2.5. Primary Outcomes—Cardiorespiratory Aspects

1.
Cardiorespiratory performance—6-minute walking test (6-MWT)
The 6-MWT is a submaximal test used to indirectly measure cardiorespiratory fitness, functional capacity to exercise, walking distance, and walking observation, and it is a predictor of morbidity and mortality [24]. The incentive phrases and the full test will be conducted according to the guidelines for the 6-MWT of the American Thoracic Society [24].
2.
Heart rate variability (HRV)—Heart rate sensor
The HRV will be collected using a Polar H10 heart rate sensor, which will be placed slightly below the xiphoid process. The participant will remain lying down, quietly, in dorsal decubitus position for 10 min, with spontaneous breathing. The data will be exported in txt format to the Kubios HRV Standard 3.4.2 software, where ectopic beats, signs of artifacts, and sinus beats with less than 95% will be excluded from the study [25].
For the analysis in the time domain, the SDNN values, resulting from the standard deviation of all normal R-R intervals, representing sympathetic and vagal modulation, and the RMSSD, corresponding to vagal modulation, will be obtained by the square root of the mean square of the differences between adjacent normal R-R ranges minus one. The frequency domain is composed of the high frequency (HF), which indicates the activity of the vagus nerve on the heart, the low frequency (LF), which represents both the vagal and sympathetic components on the heart, with predominance of the sympathethic, and the LF/HF ratio that characterizes the sympathovagal balance [26, 27].
3.
Pulmonary volumes and capacities—spirometry
The examination of forced vital capacity (FVC), forced expiratory volume in 1 s (FEV-1), Tiffeneau–Pinelli Index (VEF1/FVC ratio) and maximal voluntary ventilation (MVV) will be performed using a portable spirometer.
4.
Maximal inspiratory pressure and maximal expiratory pressure—manuvacuometer
The maximal inspiratory pressure (MIP) and maximal expiratory pressure (MEP) are correlates of respiratory muscle strength (inspiration: diaphragm and intercostal muscles; expiration: abdominal muscles) and are measured in centimeters of water (cmH₂0) using manovacuometry [28].
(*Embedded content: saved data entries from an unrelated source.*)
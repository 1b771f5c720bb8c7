//! Rating scale: tier → score lookup.

use std::collections::BTreeMap;

use serde::{Deserialize, Serialize};

use crate::error::{RosterError, RosterResult};
use crate::types::RatingTier;

/// Scores of the default scale, in tier rank order (`S++` first).
pub const DEFAULT_SCORES: [u32; 8] = [100, 95, 88, 82, 75, 65, 50, 35];

/// Maximum score any tier may map to.
pub const MAX_SCORE: u32 = 100;

/// A tier → score table, strictly decreasing along tier rank.
///
/// On the wire a scale is a map from tier label to score, e.g. `{"S++": 100, "S+": 95, ...}`.
/// Every tier must be present.
#[derive(Debug, Clone, PartialEq, Eq, Serialize, Deserialize)]
#[serde(try_from = "BTreeMap<String, u32>", into = "BTreeMap<String, u32>")]
pub struct RatingScale {
    scores: [u32; 8],
}

impl Default for RatingScale {
    fn default() -> Self {
        Self {
            scores: DEFAULT_SCORES,
        }
    }
}

impl RatingScale {
    /// Create a scale from scores in tier rank order.
    ///
    /// Returns [`RosterError::InvalidScale`] if any score exceeds [`MAX_SCORE`] or the scores
    /// are not strictly decreasing.
    pub fn new(scores: [u32; 8]) -> RosterResult<Self> {
        if let Some((i, s)) = scores.iter().enumerate().find(|(_, s)| **s > MAX_SCORE) {
            return Err(RosterError::InvalidScale {
                message: format!("score {s} for tier {} exceeds {MAX_SCORE}", RatingTier::ALL[i]),
            });
        }
        for (i, pair) in scores.windows(2).enumerate() {
            if pair[0] <= pair[1] {
                return Err(RosterError::InvalidScale {
                    message: format!(
                        "tier {} ({}) must score higher than tier {} ({})",
                        RatingTier::ALL[i],
                        pair[0],
                        RatingTier::ALL[i + 1],
                        pair[1]
                    ),
                });
            }
        }
        Ok(Self { scores })
    }

    /// Score of a tier.
    pub fn score_of(&self, tier: RatingTier) -> u32 {
        self.scores[tier.rank()]
    }

    /// Score of a raw tier label. Unknown or malformed labels score `0`.
    pub fn score_label(&self, label: &str) -> u32 {
        RatingTier::from_label(label)
            .map(|t| self.score_of(t))
            .unwrap_or(0)
    }

    /// Scores in tier rank order.
    pub fn scores(&self) -> [u32; 8] {
        self.scores
    }
}

impl TryFrom<BTreeMap<String, u32>> for RatingScale {
    type Error = RosterError;

    fn try_from(map: BTreeMap<String, u32>) -> Result<Self, Self::Error> {
        let mut scores: [Option<u32>; 8] = [None; 8];
        for (label, score) in &map {
            let tier = RatingTier::from_label(label).ok_or_else(|| RosterError::InvalidScale {
                message: format!("unknown tier '{label}'"),
            })?;
            scores[tier.rank()] = Some(*score);
        }
        let mut out = [0u32; 8];
        for (i, s) in scores.into_iter().enumerate() {
            out[i] = s.ok_or_else(|| RosterError::InvalidScale {
                message: format!("missing tier '{}'", RatingTier::ALL[i]),
            })?;
        }
        Self::new(out)
    }
}

impl From<RatingScale> for BTreeMap<String, u32> {
    fn from(scale: RatingScale) -> Self {
        RatingTier::ALL
            .into_iter()
            .map(|t| (t.label().to_string(), scale.score_of(t)))
            .collect()
    }
}

/// Score of a tier on the default scale.
pub fn score_of(tier: RatingTier) -> u32 {
    DEFAULT_SCORES[tier.rank()]
}

/// Score of a raw tier label on the default scale; unknown labels score `0`.
pub fn score_label(label: &str) -> u32 {
    RatingScale::default().score_label(label)
}

/// True iff the tier is in the `S` family.
pub fn is_premium(tier: RatingTier) -> bool {
    tier.is_premium()
}
//! Shared parsing helpers and error types used by the config modules.

use std::path::Path;

use tracing::warn;

use domain::common::entity::Protocol;
use domain::policy::entity::{PolicyAction, TrafficDirection};
use ebpf_common::policy::MAX_POLICY_ENTRIES;

/// Maximum policy rules, one map entry each at most.
pub(super) const MAX_POLICY_RULES: usize = MAX_POLICY_ENTRIES as usize;

// ── Config errors ──────────────────────────────────────────────────

#[derive(Debug, thiserror::Error)]
pub enum ConfigError {
    #[error("I/O error reading config: {0}")]
    Io(#[from] std::io::Error),

    #[error("YAML parse error: {0}")]
    Yaml(String),

    #[error("validation error: {field}: {message}")]
    Validation { field: String, message: String },

    #[error("invalid value '{value}' for field '{field}': expected one of {expected}")]
    InvalidValue {
        field: String,
        value: String,
        expected: String,
    },

    #[error("logging init failed: {0}")]
    Logging(String),
}

impl From<serde_yaml_ng::Error> for ConfigError {
    fn from(e: serde_yaml_ng::Error) -> Self {
        Self::Yaml(e.to_string())
    }
}

// ── Parsing helpers ────────────────────────────────────────────────

/// Parse a traffic direction. Accepts `ingress`/`in` and `egress`/`out`.
pub fn parse_direction(s: &str) -> Result<TrafficDirection, ()> {
    match s.to_lowercase().as_str() {
        "ingress" | "in" => Ok(TrafficDirection::Ingress),
        "egress" | "out" => Ok(TrafficDirection::Egress),
        _ => Err(()),
    }
}

pub(super) fn parse_action(s: &str) -> Result<PolicyAction, ()> {
    match s.to_lowercase().as_str() {
        "allow" | "pass" => Ok(PolicyAction::Allow),
        "deny" | "drop" => Ok(PolicyAction::Deny),
        _ => Err(()),
    }
}

/// Parse a protocol name or a raw IP protocol number (`"47"`).
pub(super) fn parse_protocol(s: &str) -> Result<Protocol, ()> {
    match s.to_lowercase().as_str() {
        "tcp" => Ok(Protocol::Tcp),
        "udp" => Ok(Protocol::Udp),
        "icmp" => Ok(Protocol::Icmp),
        "icmpv6" | "icmp6" => Ok(Protocol::IcmpV6),
        "sctp" => Ok(Protocol::Sctp),
        "any" | "*" => Ok(Protocol::Any),
        other => other.parse::<u8>().map(Protocol::from_u8).map_err(|_| ()),
    }
}

/// Log a warning if a file is world-writable (Unix only).
#[cfg(unix)]
pub(super) fn warn_if_world_writable(path: &Path, label: &str) {
    use std::os::unix::fs::PermissionsExt;
    if let Ok(metadata) = std::fs::metadata(path) {
        let mode = metadata.permissions().mode();
        if mode & 0o002 != 0 {
            warn!(
                path = %path.display(),
                mode = format!("{mode:04o}"),
                "{label} is world-writable, consider chmod 644 or stricter",
            );
        }
    }
}

#[cfg(not(unix))]
pub(super) fn warn_if_world_writable(_path: &Path, _label: &str) {}

/// Enforce a maximum count on a config collection.
pub(super) fn check_limit(field: &str, count: usize, max: usize) -> Result<(), ConfigError> {
    if count > max {
        return Err(ConfigError::Validation {
            field: field.to_string(),
            message: format!("count {count} exceeds maximum {max}"),
        });
    }
    Ok(())
}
2.6. Primary Outcomes—Motor Aspects

1.
Activities of daily living (Section 2) and motor symptoms (Section 3)—Unified Parkinson’s Disease Rating Scale (UPDRS)
The UPDRS scale has 4 sections, and in this study only Section 2 and Section 3 will be used, in order to measure the progression of the disease through the participants self-report. Each item is scored from 0 to 4 points, with the higher and lower values corresponding to greater and less disease severity, respectively [29].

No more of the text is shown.